BEGIN
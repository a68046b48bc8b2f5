//! JSON message protocol spoken over the terminal socket.
//!
//! Every frame is a text message holding one JSON object tagged by `type`.
//! Binary frames from the client are treated as raw terminal input.

use std::time::Duration;

use base64::Engine;
use bytes::Bytes;
use serde::{Deserialize, Serialize};

use crate::config::KeepaliveConfig;
use crate::session::SessionInfo;

// ---------------------------------------------------------------------------
// Close codes
// ---------------------------------------------------------------------------

pub const CLOSE_NORMAL: u16 = 1000;
pub const CLOSE_GOING_AWAY: u16 = 1001;
pub const CLOSE_POLICY: u16 = 1008;
pub const CLOSE_TOO_BIG: u16 = 1009;

/// Application range reserved for operator-triggered closes.
pub const OPERATOR_RANGE: std::ops::RangeInclusive<u16> = 4000..=4099;

pub const CLOSE_BREAKER_OPEN: u16 = 4001;
pub const CLOSE_RATE_LIMITED: u16 = 4002;
pub const CLOSE_EVICTED: u16 = 4003;
pub const CLOSE_REPLACED: u16 = 4004;
pub const CLOSE_SPAWN_FAILED: u16 = 4100;
pub const CLOSE_SESSION_CLOSED: u16 = 4101;
pub const CLOSE_SUSPENSION_EXPIRED: u16 = 4102;

// ---------------------------------------------------------------------------
// Inbound
// ---------------------------------------------------------------------------

#[derive(Debug, Clone, Copy, Default, PartialEq, Eq, Deserialize)]
#[serde(rename_all = "lowercase")]
pub enum InputEncoding {
    #[default]
    Utf8,
    Base64,
}

#[derive(Debug, Clone, Copy, PartialEq, Eq, Deserialize, Serialize)]
#[serde(rename_all = "camelCase")]
pub enum CtrlKey {
    Interrupt,
    Eof,
    Suspend,
    Quit,
    Clear,
    Escape,
    WordErase,
    LineKill,
}

impl CtrlKey {
    pub fn as_bytes(self) -> &'static [u8] {
        match self {
            Self::Interrupt => b"\x03",
            Self::Eof => b"\x04",
            Self::Suspend => b"\x1a",
            Self::Quit => b"\x1c",
            Self::Clear => b"\x0c",
            Self::Escape => b"\x1b",
            Self::WordErase => b"\x17",
            Self::LineKill => b"\x15",
        }
    }
}

#[derive(Debug, Clone, PartialEq, Eq, Deserialize)]
#[serde(tag = "type", rename_all = "camelCase")]
pub enum ClientMessage {
    Input {
        data: String,
        #[serde(default)]
        encoding: InputEncoding,
    },
    Resize {
        rows: u16,
        cols: u16,
    },
    Ctrl {
        key: CtrlKey,
    },
    Env {
        key: String,
        value: String,
    },
    Ping,
    Focus,
    Blur,
    Suspend,
    Resume,
}

#[derive(Debug, thiserror::Error)]
pub enum DecodeError {
    #[error("malformed message: {0}")]
    Json(#[from] serde_json::Error),
    #[error("invalid base64 input: {0}")]
    Base64(#[from] base64::DecodeError),
}

impl DecodeError {
    pub fn code(&self) -> &'static str {
        match self {
            Self::Json(_) => "bad_message",
            Self::Base64(_) => "bad_encoding",
        }
    }
}

impl ClientMessage {
    pub fn parse(text: &str) -> Result<Self, DecodeError> {
        Ok(serde_json::from_str(text)?)
    }
}

/// Decode the payload of an `input` message into raw bytes.
pub fn decode_input(data: &str, encoding: InputEncoding) -> Result<Bytes, DecodeError> {
    match encoding {
        InputEncoding::Utf8 => Ok(Bytes::copy_from_slice(data.as_bytes())),
        InputEncoding::Base64 => Ok(Bytes::from(
            base64::engine::general_purpose::STANDARD.decode(data)?,
        )),
    }
}

// ---------------------------------------------------------------------------
// Outbound
// ---------------------------------------------------------------------------

#[derive(Debug, Clone, Serialize)]
#[serde(tag = "type", rename_all = "camelCase")]
pub enum ServerMessage {
    #[serde(rename_all = "camelCase")]
    Connected {
        session_id: String,
        session: SessionInfo,
        shell: String,
        pid: Option<u32>,
    },
    #[serde(rename_all = "camelCase")]
    Reconnected {
        session_id: String,
        session: SessionInfo,
    },
    /// Recent output replayed on a routine reconnect.
    History { data: String },
    /// Output captured while suspended, replayed on resume.
    Buffered { data: String },
    Stream {
        data: String,
        #[serde(skip_serializing_if = "std::ops::Not::not")]
        unfocused: bool,
    },
    Exit { code: Option<u32> },
    Error { code: String, message: String },
    Pong { ts: u64 },
    Suspended { sessions: Vec<String> },
    Resumed { sessions: Vec<String>, expired: Vec<String> },
    #[serde(rename_all = "camelCase")]
    FocusUpdate { focused_session_ids: Vec<String> },
}

impl ServerMessage {
    pub fn error(code: &str, message: impl Into<String>) -> Self {
        Self::Error {
            code: code.to_string(),
            message: message.into(),
        }
    }

    pub fn stream(chunk: &[u8], focused: bool) -> Self {
        Self::Stream {
            data: String::from_utf8_lossy(chunk).into_owned(),
            unfocused: !focused,
        }
    }

    pub fn to_json(&self) -> String {
        // Serialization of these plain structs cannot fail.
        serde_json::to_string(self).unwrap_or_else(|_| {
            r#"{"type":"error","code":"internal","message":"serialization failed"}"#.to_string()
        })
    }
}

/// Concatenate replay chunks into one text payload.
pub fn join_chunks(chunks: &[Bytes]) -> String {
    let total: usize = chunks.iter().map(|c| c.len()).sum();
    let mut buf = Vec::with_capacity(total);
    for chunk in chunks {
        buf.extend_from_slice(chunk);
    }
    String::from_utf8_lossy(&buf).into_owned()
}

// ---------------------------------------------------------------------------
// Disconnect policy
// ---------------------------------------------------------------------------

/// Why a socket went away, as inferred from its close code.
#[derive(Debug, Clone, Copy, PartialEq, Eq)]
pub enum DisconnectCause {
    /// Client closed deliberately (tab closed, explicit disconnect).
    Intentional,
    /// Navigation or page reload.
    PageReload,
    /// Closed for a protocol violation or operator limit.
    PolicyLimit,
    /// Anything else, including no close frame at all.
    Network,
}

impl DisconnectCause {
    pub fn classify(code: Option<u16>) -> Self {
        match code {
            Some(CLOSE_NORMAL) => Self::Intentional,
            Some(CLOSE_GOING_AWAY) => Self::PageReload,
            Some(CLOSE_POLICY) | Some(CLOSE_TOO_BIG) => Self::PolicyLimit,
            Some(c) if OPERATOR_RANGE.contains(&c) => Self::PolicyLimit,
            _ => Self::Network,
        }
    }

    /// How long the process is kept after the socket is gone.
    pub fn keepalive(self, cfg: &KeepaliveConfig) -> Duration {
        Duration::from_secs(match self {
            Self::Intentional => cfg.intentional_secs,
            Self::PageReload => cfg.reload_secs,
            Self::PolicyLimit => cfg.policy_secs,
            Self::Network => cfg.network_secs,
        })
    }
}
#[cfg(test)]
mod tests {
    use super::*;
    use crate::audit::NoopSink;
    use crate::config::ShellConfig;

    fn orchestrator_with(config: Config) -> Orchestrator {
        let shells = Arc::new(ShellDiscovery::new(ShellConfig {
            path: Some(PathBuf::from("/bin/sh")),
            ..config.shell.clone()
        }));
        Orchestrator::new(Arc::new(config), shells, Arc::new(NoopSink))
    }

    fn orchestrator() -> Orchestrator {
        orchestrator_with(Config::default())
    }

    fn params(project: &str) -> SessionParams {
        SessionParams {
            project_id: project.to_string(),
            path: Some("/tmp".to_string()),
            ..Default::default()
        }
    }

    fn text(item: &Output) -> String {
        match item {
            Output::Data(chunk) => String::from_utf8_lossy(chunk).into_owned(),
            Output::Replay(chunks) => crate::protocol::join_chunks(chunks),
        }
    }

    async fn read_until(rx: &mut broadcast::Receiver<Output>, needle: &str) -> String {
        let mut seen = String::new();
        let deadline = tokio::time::Instant::now() + Duration::from_secs(10);
        while !seen.contains(needle) {
            match tokio::time::timeout_at(deadline, rx.recv()).await {
                Ok(Ok(item)) => seen.push_str(&text(&item)),
                Ok(Err(broadcast::error::RecvError::Lagged(_))) => {}
                _ => panic!("did not see {needle:?}, got {seen:?}"),
            }
        }
        seen
    }

    #[test]
    fn invalid_paths_fall_back() {
        assert_eq!(resolve_working_dir(Some("/tmp")), PathBuf::from("/tmp"));
        let fallback = resolve_working_dir(Some("relative/dir"));
        assert!(fallback.is_absolute());
        assert_eq!(resolve_working_dir(Some("/definitely/not/here")), fallback);
        assert_eq!(resolve_working_dir(None), fallback);
    }

    #[test]
    fn error_codes() {
        let e: OrchestratorError = RegistryError::CapacityExceeded.into();
        assert_eq!(e.code(), "capacity_exceeded");
        let e: OrchestratorError = BridgeError::InvalidEnvKey("1x".into()).into();
        assert_eq!(e.code(), "invalid_env_key");
        assert!(!e.is_spawn_failure());
        let e: OrchestratorError = BridgeError::Shell(ShellError::NoShellAvailable).into();
        assert!(e.is_spawn_failure());
    }

    #[tokio::test]
    async fn attach_creates_and_echoes() {
        let orch = orchestrator();
        let mut att = orch.attach(None, params("p1")).await.unwrap();
        assert!(matches!(att.kind, AttachKind::New));
        assert_eq!(att.info.status, SessionStatus::Active);
        assert!(att.info.ws_connected);

        orch.write(&att.info.id, Bytes::from("echo marker123\n"))
            .await
            .unwrap();
        read_until(&mut att.output, "marker123").await;
        orch.shutdown();
    }

    #[tokio::test]
    async fn reattach_replays_history() {
        let orch = orchestrator();
        let mut att = orch.attach(None, params("p1")).await.unwrap();
        let id = att.info.id.clone();
        orch.write(&id, Bytes::from("echo before-drop\n")).await.unwrap();
        read_until(&mut att.output, "before-drop").await;

        orch.detach(&id, att.epoch, DisconnectCause::PageReload);
        assert_eq!(orch.get(&id).unwrap().status, SessionStatus::Inactive);

        let again = orch.attach(Some(&id), params("p1")).await.unwrap();
        assert_eq!(again.info.id, id);
        let AttachKind::Reconnected { history } = again.kind else {
            panic!("expected reconnect");
        };
        let text = crate::protocol::join_chunks(&history);
        assert!(text.contains("before-drop"));
        assert!(again.epoch > att.epoch);
        orch.shutdown();
    }

    #[tokio::test]
    async fn unknown_session_id_gets_a_new_session() {
        let orch = orchestrator();
        let att = orch.attach(Some("no-such-session"), params("p1")).await.unwrap();
        assert!(matches!(att.kind, AttachKind::New));
        assert_ne!(att.info.id, "no-such-session");
        orch.shutdown();
    }

    #[tokio::test]
    async fn malformed_session_id_is_rejected() {
        let orch = orchestrator();
        let err = orch
            .attach(Some("../etc/passwd"), params("p1"))
            .await
            .err()
            .unwrap();
        assert_eq!(err.code(), "invalid_session_id");
    }

    #[tokio::test]
    async fn session_in_other_project_is_not_reused() {
        let orch = orchestrator();
        let first = orch.attach(None, params("p1")).await.unwrap();
        let other = orch
            .attach(Some(&first.info.id), params("p2"))
            .await
            .unwrap();
        assert_ne!(other.info.id, first.info.id);
        orch.shutdown();
    }

    #[tokio::test]
    async fn create_leaves_session_inactive() {
        let orch = orchestrator();
        let info = orch.create(params("p1")).await.unwrap();
        assert_eq!(info.status, SessionStatus::Inactive);
        assert!(!info.ws_connected);
        assert!(orch.process(&info.id).is_some());
        orch.shutdown();
    }

    #[tokio::test]
    async fn close_terminates_process() {
        let orch = orchestrator();
        let info = orch.create(params("p1")).await.unwrap();
        let process = orch.process(&info.id).unwrap();
        let mut exit = process.on_exit();

        assert!(orch.close(&info.id, CloseReason::Requested).unwrap());
        assert!(!orch.close(&info.id, CloseReason::Requested).unwrap());
        assert!(orch.process(&info.id).is_none());
        tokio::time::timeout(Duration::from_secs(10), exit.wait_for(|e| e.is_some()))
            .await
            .unwrap()
            .unwrap();
        assert_eq!(orch.get(&info.id).unwrap().status, SessionStatus::Closed);
    }

    #[tokio::test]
    async fn process_exit_closes_session() {
        let orch = orchestrator();
        let mut events = orch.subscribe_events();
        let att = orch.attach(None, params("p1")).await.unwrap();
        let id = att.info.id.clone();
        orch.write(&id, Bytes::from("exit 3\n")).await.unwrap();

        let mut saw_exit = None;
        let deadline = tokio::time::Instant::now() + Duration::from_secs(10);
        loop {
            match tokio::time::timeout_at(deadline, events.recv()).await.unwrap() {
                Ok(SessionEvent::Exited { id: eid, code, .. }) if eid == id => saw_exit = Some(code),
                Ok(SessionEvent::Closed { id: cid, reason, .. }) if cid == id => {
                    assert_eq!(reason, CloseReason::ProcessExited);
                    break;
                }
                _ => {}
            }
        }
        assert_eq!(saw_exit, Some(Some(3)));
        assert!(orch.process(&id).is_none());
    }

    #[tokio::test]
    async fn suspend_buffers_output_until_resume() {
        let orch = orchestrator();
        let mut att = orch.attach(None, params("p1")).await.unwrap();
        let id = att.info.id.clone();

        let suspended = orch.suspend_project("p1").await;
        assert_eq!(suspended, vec![id.clone()]);
        assert_eq!(orch.get(&id).unwrap().status, SessionStatus::Suspended);

        orch.write(&id, Bytes::from("echo while-away\n")).await.unwrap();
        tokio::time::sleep(Duration::from_millis(300)).await;
        while let Ok(item) = att.output.try_recv() {
            assert!(!text(&item).contains("while-away"), "output leaked while suspended");
        }

        let report = orch.resume_project("p1").await;
        assert!(report.expired.is_empty());
        assert_eq!(report.resumed[0].id, id);
        assert!(report.resumed[0].buffered > 0);
        match att.output.recv().await.unwrap() {
            Output::Replay(chunks) => {
                assert!(crate::protocol::join_chunks(&chunks).contains("while-away"))
            }
            other => panic!("expected replay, got {other:?}"),
        }
        assert_eq!(orch.get(&id).unwrap().status, SessionStatus::Active);
        orch.shutdown();
    }

    #[tokio::test]
    async fn reattach_lifts_suspension() {
        let orch = orchestrator();
        let att = orch.attach(None, params("p1")).await.unwrap();
        let id = att.info.id.clone();
        orch.suspend_project("p1").await;
        orch.detach(&id, att.epoch, DisconnectCause::Network);

        let again = orch.attach(Some(&id), params("p1")).await.unwrap();
        assert!(matches!(again.kind, AttachKind::Resumed { .. }));
        assert_eq!(again.info.status, SessionStatus::Active);
        orch.shutdown();
    }

    #[tokio::test]
    async fn detach_reclaims_after_keepalive() {
        let mut config = Config::default();
        config.keepalive.network_secs = 1;
        let orch = orchestrator_with(config);
        let att = orch.attach(None, params("p1")).await.unwrap();
        let id = att.info.id.clone();

        orch.detach(&id, att.epoch, DisconnectCause::Network);
        tokio::time::sleep(Duration::from_millis(1500)).await;
        assert_eq!(orch.get(&id).unwrap().status, SessionStatus::Closed);
        assert!(orch.process(&id).is_none());
    }

    #[tokio::test]
    async fn stale_epoch_detach_is_ignored() {
        let orch = orchestrator();
        let first = orch.attach(None, params("p1")).await.unwrap();
        let id = first.info.id.clone();
        let second = orch.attach(Some(&id), params("p1")).await.unwrap();

        orch.detach(&id, first.epoch, DisconnectCause::Network);
        let info = orch.get(&id).unwrap();
        assert_eq!(info.status, SessionStatus::Active);
        assert_eq!(orch.registry().binding_epoch(&id), Some(second.epoch));
        orch.shutdown();
    }

    #[tokio::test]
    async fn close_oldest_closes_in_creation_order() {
        let orch = orchestrator();
        let a = orch.create(params("p1")).await.unwrap();
        let b = orch.create(params("p1")).await.unwrap();
        let c = orch.create(params("p1")).await.unwrap();

        let closed = orch.close_oldest(2, CloseReason::MemoryPressure);
        assert_eq!(closed, vec![a.id.clone(), b.id.clone()]);
        assert!(orch.registry().is_live(&c.id));
        orch.shutdown();
    }

    #[tokio::test]
    async fn sweep_closes_errored_sessions() {
        let mut config = Config::default();
        config.shell.assistant_command = None;
        let orch = orchestrator_with(config);
        let err = orch
            .create(SessionParams {
                mode: SessionMode::Assistant,
                ..params("p1")
            })
            .await
            .err()
            .unwrap();
        assert_eq!(err.code(), "assistant_unavailable");
        let errored = orch.list(Some("p1"));
        assert_eq!(errored.len(), 1);
        assert_eq!(errored[0].status, SessionStatus::Error);

        let report = orch.sweep();
        assert_eq!(report.errored, vec![errored[0].id.clone()]);
        assert!(orch.list(Some("p1")).is_empty());
    }

    #[tokio::test]
    async fn shutdown_closes_everything() {
        let orch = orchestrator();
        orch.create(params("p1")).await.unwrap();
        orch.create(params("p2")).await.unwrap();
        let closed = orch.shutdown();
        assert_eq!(closed.len(), 2);
        assert_eq!(orch.registry().live_count(), 0);
        assert_eq!(orch.stats().processes, 0);
    }
}
use std::sync::atomic::{AtomicUsize, Ordering};
use std::sync::Arc;
use std::time::Duration;

use tokio::sync::watch;

/// Coordinates graceful shutdown of long-lived socket connections.
///
/// Each socket handler calls [`register`](Self::register) and keeps the
/// returned guard alive for the lifetime of the connection. When
/// [`shutdown`](Self::shutdown) is called, every registered receiver observes
/// `true` and the handler sends a close frame before exiting.
#[derive(Clone)]
pub struct ShutdownCoordinator {
    tx: Arc<watch::Sender<bool>>,
    active: Arc<AtomicUsize>,
}

/// RAII guard that decrements the active connection count on drop.
pub struct ConnectionGuard {
    active: Arc<AtomicUsize>,
}

impl Drop for ConnectionGuard {
    fn drop(&mut self) {
        self.active.fetch_sub(1, Ordering::Release);
    }
}

impl Default for ShutdownCoordinator {
    fn default() -> Self {
        Self::new()
    }
}

impl ShutdownCoordinator {
    pub fn new() -> Self {
        let (tx, _) = watch::channel(false);
        Self {
            tx: Arc::new(tx),
            active: Arc::new(AtomicUsize::new(0)),
        }
    }

    /// Register a connection. Returns a guard plus a receiver that flips to
    /// `true` when shutdown begins.
    pub fn register(&self) -> (ConnectionGuard, watch::Receiver<bool>) {
        self.active.fetch_add(1, Ordering::AcqRel);
        (
            ConnectionGuard {
                active: Arc::clone(&self.active),
            },
            self.tx.subscribe(),
        )
    }

    /// Signal all registered connections to close.
    pub fn shutdown(&self) {
        self.tx.send_replace(true);
    }

    pub fn is_shutting_down(&self) -> bool {
        *self.tx.borrow()
    }

    /// Number of connections currently registered.
    pub fn active_connections(&self) -> usize {
        self.active.load(Ordering::Acquire)
    }

    /// Wait until every registered connection has dropped its guard, or the
    /// timeout elapses. Returns `true` if all connections closed in time.
    pub async fn wait_for_drain(&self, timeout: Duration) -> bool {
        let deadline = tokio::time::Instant::now() + timeout;
        while self.active_connections() > 0 {
            if tokio::time::Instant::now() >= deadline {
                return false;
            }
            tokio::time::sleep(Duration::from_millis(10)).await;
        }
        true
    }
}

#[cfg(test)]
mod tests {
    use super::*;

    #[tokio::test]
    async fn register_tracks_active_connections() {
        let coordinator = ShutdownCoordinator::new();
        assert_eq!(coordinator.active_connections(), 0);

        let (guard1, _rx1) = coordinator.register();
        let (guard2, _rx2) = coordinator.register();
        assert_eq!(coordinator.active_connections(), 2);

        drop(guard1);
        assert_eq!(coordinator.active_connections(), 1);
        drop(guard2);
        assert_eq!(coordinator.active_connections(), 0);
    }

    #[tokio::test]
    async fn shutdown_notifies_receivers() {
        let coordinator = ShutdownCoordinator::new();
        let (_guard, mut rx) = coordinator.register();
        assert!(!*rx.borrow());

        coordinator.shutdown();

        rx.changed().await.expect("sender should still be alive");
        assert!(*rx.borrow());
        assert!(coordinator.is_shutting_down());
    }

    #[tokio::test]
    async fn wait_for_drain_returns_when_guards_drop() {
        let coordinator = ShutdownCoordinator::new();
        let (guard, _rx) = coordinator.register();

        tokio::spawn(async move {
            tokio::time::sleep(Duration::from_millis(20)).await;
            drop(guard);
        });

        assert!(coordinator.wait_for_drain(Duration::from_secs(2)).await);
    }

    #[tokio::test]
    async fn wait_for_drain_times_out() {
        let coordinator = ShutdownCoordinator::new();
        let (_guard, _rx) = coordinator.register();
        assert!(!coordinator.wait_for_drain(Duration::from_millis(30)).await);
    }
}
END
◆ Prompt: One stretch of the lines above is wanted, from the line that contains "#[derive(Debug, Clone, PartialEq, Eq, Deserialize)]" through the line that contains "into raw bytes.". Output it exactly.

◆ Exercise solution:
#[derive(Debug, Clone, PartialEq, Eq, Deserialize)]
#[serde(tag = "type", rename_all = "camelCase")]
pub enum ClientMessage {
    Input {
        data: String,
        #[serde(default)]
        encoding: InputEncoding,
    },
    Resize {
        rows: u16,
        cols: u16,
    },
    Ctrl {
        key: CtrlKey,
    },
    Env {
        key: String,
        value: String,
    },
    Ping,
    Focus,
    Blur,
    Suspend,
    Resume,
}

#[derive(Debug, thiserror::Error)]
pub enum DecodeError {
    #[error("malformed message: {0}")]
    Json(#[from] serde_json::Error),
    #[error("invalid base64 input: {0}")]
    Base64(#[from] base64::DecodeError),
}

impl DecodeError {
    pub fn code(&self) -> &'static str {
        match self {
            Self::Json(_) => "bad_message",
            Self::Base64(_) => "bad_encoding",
        }
    }
}

impl ClientMessage {
    pub fn parse(text: &str) -> Result<Self, DecodeError> {
        Ok(serde_json::from_str(text)?)
    }
}

/// Decode the payload of an `input` message into raw bytes.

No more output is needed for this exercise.